[Records for this exercise Boundary: Start]
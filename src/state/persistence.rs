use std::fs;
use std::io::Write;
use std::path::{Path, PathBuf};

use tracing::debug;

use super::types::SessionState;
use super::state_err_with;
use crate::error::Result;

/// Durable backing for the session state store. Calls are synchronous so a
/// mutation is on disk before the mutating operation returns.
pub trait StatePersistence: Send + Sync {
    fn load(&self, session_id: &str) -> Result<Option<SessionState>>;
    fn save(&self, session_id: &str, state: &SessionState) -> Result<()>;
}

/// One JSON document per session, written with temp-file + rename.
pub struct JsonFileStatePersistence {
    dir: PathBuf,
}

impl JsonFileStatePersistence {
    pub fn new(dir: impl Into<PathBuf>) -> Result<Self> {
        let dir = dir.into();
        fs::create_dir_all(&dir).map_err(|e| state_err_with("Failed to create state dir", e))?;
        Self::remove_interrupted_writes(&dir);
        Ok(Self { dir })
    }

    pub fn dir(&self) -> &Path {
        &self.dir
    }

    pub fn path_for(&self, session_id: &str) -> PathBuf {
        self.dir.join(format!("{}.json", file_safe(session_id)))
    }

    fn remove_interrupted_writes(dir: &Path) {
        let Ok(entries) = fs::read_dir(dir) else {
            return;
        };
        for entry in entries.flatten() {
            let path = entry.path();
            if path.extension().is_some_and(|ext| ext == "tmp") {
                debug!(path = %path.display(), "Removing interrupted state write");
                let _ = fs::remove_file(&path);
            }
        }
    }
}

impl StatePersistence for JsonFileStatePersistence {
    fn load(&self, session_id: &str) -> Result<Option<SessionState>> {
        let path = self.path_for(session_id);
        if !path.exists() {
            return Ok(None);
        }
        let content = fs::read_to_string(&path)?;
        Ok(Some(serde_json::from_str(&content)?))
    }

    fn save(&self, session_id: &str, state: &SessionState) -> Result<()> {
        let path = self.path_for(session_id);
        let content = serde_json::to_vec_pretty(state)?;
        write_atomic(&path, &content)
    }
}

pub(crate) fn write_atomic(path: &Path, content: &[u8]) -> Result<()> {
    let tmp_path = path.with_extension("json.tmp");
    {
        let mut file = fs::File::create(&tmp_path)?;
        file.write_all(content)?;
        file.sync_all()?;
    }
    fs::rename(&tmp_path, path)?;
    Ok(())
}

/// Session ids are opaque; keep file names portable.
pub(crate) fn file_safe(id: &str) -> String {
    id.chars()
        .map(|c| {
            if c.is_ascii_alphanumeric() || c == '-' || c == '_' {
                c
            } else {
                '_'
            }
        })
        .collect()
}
[Records for this exercise Boundary: End]
[Records for this exercise Boundary: Start]
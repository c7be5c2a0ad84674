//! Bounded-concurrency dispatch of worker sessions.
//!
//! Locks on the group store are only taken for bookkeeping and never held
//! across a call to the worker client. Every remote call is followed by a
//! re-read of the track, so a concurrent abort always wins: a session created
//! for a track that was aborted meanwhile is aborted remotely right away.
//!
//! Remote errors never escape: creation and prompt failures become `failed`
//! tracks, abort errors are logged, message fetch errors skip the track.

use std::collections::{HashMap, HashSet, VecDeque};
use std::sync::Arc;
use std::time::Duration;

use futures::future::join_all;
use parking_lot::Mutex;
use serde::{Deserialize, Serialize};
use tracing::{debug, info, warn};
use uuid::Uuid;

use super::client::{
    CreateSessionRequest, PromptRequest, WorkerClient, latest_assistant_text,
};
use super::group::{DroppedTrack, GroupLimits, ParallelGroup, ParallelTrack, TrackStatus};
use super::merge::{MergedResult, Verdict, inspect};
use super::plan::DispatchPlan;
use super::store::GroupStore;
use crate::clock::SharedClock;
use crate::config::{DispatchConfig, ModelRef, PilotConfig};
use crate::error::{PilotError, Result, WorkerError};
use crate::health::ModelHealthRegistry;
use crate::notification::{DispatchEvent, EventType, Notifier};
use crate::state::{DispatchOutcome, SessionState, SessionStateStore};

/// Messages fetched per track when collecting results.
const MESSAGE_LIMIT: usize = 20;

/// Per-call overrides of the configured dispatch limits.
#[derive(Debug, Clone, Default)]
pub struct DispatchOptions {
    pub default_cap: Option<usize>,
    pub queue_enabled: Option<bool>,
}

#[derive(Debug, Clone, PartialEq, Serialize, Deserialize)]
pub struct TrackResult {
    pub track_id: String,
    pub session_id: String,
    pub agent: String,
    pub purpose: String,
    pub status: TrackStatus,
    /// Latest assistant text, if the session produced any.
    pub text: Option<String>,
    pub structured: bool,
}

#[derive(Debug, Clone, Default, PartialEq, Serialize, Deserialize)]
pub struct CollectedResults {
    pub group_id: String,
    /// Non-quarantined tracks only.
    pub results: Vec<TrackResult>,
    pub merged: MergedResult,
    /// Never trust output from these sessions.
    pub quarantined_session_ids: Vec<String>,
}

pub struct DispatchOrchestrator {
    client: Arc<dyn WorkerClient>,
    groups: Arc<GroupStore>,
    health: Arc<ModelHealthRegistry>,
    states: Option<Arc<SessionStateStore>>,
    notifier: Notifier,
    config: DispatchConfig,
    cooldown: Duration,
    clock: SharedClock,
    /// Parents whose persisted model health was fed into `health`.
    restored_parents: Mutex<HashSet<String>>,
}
[Records for this exercise Boundary: End]
[Records for this exercise Boundary: Start]
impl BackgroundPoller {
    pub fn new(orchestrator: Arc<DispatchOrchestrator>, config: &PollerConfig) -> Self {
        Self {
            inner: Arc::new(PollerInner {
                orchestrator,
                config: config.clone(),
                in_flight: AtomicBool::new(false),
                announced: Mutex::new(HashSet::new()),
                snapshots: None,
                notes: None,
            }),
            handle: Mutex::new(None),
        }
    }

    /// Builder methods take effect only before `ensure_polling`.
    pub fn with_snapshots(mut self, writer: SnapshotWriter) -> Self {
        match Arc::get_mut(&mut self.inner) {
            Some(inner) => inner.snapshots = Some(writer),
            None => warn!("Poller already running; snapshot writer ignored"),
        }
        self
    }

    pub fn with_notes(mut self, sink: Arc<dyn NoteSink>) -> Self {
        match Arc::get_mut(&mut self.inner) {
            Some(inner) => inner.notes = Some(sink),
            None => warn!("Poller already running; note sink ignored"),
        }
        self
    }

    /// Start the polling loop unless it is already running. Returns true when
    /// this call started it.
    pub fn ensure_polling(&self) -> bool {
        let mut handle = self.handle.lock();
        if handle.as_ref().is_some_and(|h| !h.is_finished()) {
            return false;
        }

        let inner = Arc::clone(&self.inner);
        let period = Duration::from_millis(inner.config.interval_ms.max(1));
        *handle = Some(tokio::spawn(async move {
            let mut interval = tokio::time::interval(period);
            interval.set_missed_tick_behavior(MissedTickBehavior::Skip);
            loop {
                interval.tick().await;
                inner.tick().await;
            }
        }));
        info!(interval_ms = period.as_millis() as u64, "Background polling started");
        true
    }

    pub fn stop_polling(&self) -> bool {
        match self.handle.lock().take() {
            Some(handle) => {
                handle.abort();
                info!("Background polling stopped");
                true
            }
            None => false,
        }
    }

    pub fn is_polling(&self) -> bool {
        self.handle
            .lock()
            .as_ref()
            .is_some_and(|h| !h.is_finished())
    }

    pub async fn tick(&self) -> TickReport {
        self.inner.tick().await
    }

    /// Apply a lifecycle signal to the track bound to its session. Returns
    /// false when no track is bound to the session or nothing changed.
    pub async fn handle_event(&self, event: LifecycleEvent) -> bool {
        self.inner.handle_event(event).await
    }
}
[Records for this exercise Boundary: End]
Aim of the exercise:
Using the data above, repeat exactly the lines that begin at the line with "session_id: &str) -> Result<Option<SessionState>>;" and end at the line with "pub struct JsonFileStatePersistence", both ends included.

Answer box:
    fn load(&self, session_id: &str) -> Result<Option<SessionState>>;
    fn save(&self, session_id: &str, state: &SessionState) -> Result<()>;
}

/// One JSON document per session, written with temp-file + rename.
pub struct JsonFileStatePersistence {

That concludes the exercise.